(SUPPLIED MATERIAL begins)
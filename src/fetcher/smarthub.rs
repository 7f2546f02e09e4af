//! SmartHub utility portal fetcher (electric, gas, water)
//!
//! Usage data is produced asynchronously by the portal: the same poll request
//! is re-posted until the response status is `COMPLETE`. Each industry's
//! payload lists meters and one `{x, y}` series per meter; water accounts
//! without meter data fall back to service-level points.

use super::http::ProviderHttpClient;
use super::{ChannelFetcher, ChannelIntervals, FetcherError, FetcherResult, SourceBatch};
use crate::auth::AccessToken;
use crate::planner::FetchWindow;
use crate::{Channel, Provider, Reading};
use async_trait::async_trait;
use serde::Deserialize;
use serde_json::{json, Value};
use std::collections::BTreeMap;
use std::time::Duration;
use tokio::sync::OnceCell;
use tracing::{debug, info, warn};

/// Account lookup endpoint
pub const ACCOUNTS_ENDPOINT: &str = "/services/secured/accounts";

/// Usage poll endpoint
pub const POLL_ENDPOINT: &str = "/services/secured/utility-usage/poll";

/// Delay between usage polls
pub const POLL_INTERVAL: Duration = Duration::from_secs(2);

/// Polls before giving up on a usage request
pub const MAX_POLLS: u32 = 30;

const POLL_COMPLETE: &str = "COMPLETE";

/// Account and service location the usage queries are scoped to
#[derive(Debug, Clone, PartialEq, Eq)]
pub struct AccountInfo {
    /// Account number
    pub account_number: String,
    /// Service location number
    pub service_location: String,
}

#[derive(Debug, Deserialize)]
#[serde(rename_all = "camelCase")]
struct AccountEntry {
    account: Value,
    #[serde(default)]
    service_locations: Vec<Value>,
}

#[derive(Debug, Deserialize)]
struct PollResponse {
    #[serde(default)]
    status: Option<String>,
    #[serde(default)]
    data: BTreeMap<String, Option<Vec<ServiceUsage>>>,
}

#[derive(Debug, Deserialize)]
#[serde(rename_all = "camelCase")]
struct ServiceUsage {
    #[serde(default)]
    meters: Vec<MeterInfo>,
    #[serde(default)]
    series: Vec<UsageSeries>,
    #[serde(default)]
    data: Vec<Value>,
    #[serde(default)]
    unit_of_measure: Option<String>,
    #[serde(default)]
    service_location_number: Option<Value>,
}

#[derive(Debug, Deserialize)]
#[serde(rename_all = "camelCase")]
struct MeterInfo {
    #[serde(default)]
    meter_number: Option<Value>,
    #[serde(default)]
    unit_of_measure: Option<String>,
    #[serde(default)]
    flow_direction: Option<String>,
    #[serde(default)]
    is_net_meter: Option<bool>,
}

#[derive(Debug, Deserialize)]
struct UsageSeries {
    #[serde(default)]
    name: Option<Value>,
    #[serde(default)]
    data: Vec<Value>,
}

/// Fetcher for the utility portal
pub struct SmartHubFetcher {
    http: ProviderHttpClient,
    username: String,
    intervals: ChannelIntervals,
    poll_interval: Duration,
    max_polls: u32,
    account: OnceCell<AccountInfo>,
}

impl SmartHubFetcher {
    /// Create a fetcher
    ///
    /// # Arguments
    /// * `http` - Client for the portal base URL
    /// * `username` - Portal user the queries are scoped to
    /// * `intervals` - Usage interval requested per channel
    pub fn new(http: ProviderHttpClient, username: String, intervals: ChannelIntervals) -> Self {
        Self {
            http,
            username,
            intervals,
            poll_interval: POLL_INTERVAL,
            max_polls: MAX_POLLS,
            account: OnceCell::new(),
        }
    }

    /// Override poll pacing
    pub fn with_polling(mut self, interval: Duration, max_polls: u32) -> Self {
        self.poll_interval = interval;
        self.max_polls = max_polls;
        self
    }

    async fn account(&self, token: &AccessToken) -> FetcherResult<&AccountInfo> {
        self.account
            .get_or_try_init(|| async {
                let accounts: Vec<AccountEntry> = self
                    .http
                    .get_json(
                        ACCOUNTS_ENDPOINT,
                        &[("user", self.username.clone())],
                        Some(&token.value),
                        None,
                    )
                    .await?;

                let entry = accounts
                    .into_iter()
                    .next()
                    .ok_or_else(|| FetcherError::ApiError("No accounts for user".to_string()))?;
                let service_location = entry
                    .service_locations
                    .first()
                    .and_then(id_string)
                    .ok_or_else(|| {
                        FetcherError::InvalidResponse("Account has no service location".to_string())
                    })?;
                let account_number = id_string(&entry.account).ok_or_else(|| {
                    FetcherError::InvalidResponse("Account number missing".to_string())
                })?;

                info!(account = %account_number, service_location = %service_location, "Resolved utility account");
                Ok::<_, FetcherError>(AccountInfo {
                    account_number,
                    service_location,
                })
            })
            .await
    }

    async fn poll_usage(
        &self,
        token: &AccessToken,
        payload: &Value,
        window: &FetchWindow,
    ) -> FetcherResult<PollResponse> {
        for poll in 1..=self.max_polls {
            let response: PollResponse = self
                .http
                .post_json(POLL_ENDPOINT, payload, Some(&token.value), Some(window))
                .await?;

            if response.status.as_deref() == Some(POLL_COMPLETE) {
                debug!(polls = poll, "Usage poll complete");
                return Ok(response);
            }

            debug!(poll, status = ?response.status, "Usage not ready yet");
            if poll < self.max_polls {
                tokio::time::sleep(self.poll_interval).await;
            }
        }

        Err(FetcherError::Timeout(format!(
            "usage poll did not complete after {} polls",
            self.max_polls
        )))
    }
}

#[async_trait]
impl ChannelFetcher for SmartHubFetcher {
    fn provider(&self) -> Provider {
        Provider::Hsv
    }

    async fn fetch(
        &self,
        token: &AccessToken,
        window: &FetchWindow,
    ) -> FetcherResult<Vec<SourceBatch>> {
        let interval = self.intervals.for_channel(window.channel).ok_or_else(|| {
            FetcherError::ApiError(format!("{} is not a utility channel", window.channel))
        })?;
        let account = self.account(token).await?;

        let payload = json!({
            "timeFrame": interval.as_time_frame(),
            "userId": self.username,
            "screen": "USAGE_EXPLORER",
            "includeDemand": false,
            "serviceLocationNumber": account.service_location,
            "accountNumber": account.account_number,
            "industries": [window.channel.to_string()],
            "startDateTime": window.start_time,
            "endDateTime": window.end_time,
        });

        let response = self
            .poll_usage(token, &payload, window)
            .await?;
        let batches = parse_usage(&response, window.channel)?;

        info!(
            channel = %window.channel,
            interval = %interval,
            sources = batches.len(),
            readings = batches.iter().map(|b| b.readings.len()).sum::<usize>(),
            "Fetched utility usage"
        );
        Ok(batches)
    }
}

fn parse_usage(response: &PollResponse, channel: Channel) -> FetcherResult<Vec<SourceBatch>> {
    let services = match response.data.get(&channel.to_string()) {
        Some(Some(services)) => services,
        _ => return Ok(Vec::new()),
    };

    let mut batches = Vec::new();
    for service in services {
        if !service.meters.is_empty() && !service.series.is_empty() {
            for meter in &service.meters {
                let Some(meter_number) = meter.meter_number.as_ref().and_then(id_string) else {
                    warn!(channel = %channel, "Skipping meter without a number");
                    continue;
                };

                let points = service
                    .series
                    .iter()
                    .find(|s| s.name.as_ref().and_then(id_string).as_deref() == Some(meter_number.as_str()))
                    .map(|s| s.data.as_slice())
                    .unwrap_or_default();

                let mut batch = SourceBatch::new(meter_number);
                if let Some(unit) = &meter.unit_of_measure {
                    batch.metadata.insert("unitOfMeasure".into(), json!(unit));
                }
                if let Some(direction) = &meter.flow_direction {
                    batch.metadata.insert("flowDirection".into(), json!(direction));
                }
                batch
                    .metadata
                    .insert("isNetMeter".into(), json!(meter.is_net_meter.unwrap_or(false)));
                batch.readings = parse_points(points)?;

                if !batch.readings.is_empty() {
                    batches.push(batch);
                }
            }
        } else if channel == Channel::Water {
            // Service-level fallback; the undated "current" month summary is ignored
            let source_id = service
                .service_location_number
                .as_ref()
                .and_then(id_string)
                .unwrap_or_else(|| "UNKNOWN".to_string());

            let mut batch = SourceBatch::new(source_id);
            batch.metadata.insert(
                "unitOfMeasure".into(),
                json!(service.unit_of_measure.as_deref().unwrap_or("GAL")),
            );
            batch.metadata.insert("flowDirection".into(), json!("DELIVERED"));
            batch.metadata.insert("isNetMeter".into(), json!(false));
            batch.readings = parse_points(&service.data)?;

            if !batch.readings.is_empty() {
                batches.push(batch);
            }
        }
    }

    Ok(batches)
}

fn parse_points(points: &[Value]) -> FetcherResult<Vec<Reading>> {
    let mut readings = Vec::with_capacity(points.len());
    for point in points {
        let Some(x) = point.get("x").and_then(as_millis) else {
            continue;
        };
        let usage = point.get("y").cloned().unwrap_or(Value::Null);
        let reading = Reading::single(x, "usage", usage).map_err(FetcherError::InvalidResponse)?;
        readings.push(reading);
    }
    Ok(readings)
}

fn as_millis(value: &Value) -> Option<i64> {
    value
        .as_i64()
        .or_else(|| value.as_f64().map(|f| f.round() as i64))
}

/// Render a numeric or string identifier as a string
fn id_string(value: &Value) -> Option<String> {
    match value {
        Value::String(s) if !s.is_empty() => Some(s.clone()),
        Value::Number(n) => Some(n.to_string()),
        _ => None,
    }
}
(SUPPLIED MATERIAL ends)
In which lines of the records does the word "ChannelFetcher" appear? Copy each of them.

**EXERCISE RESPONSE**
use super::{ChannelFetcher, ChannelIntervals, FetcherError, FetcherResult, SourceBatch};
impl ChannelFetcher for SmartHubFetcher {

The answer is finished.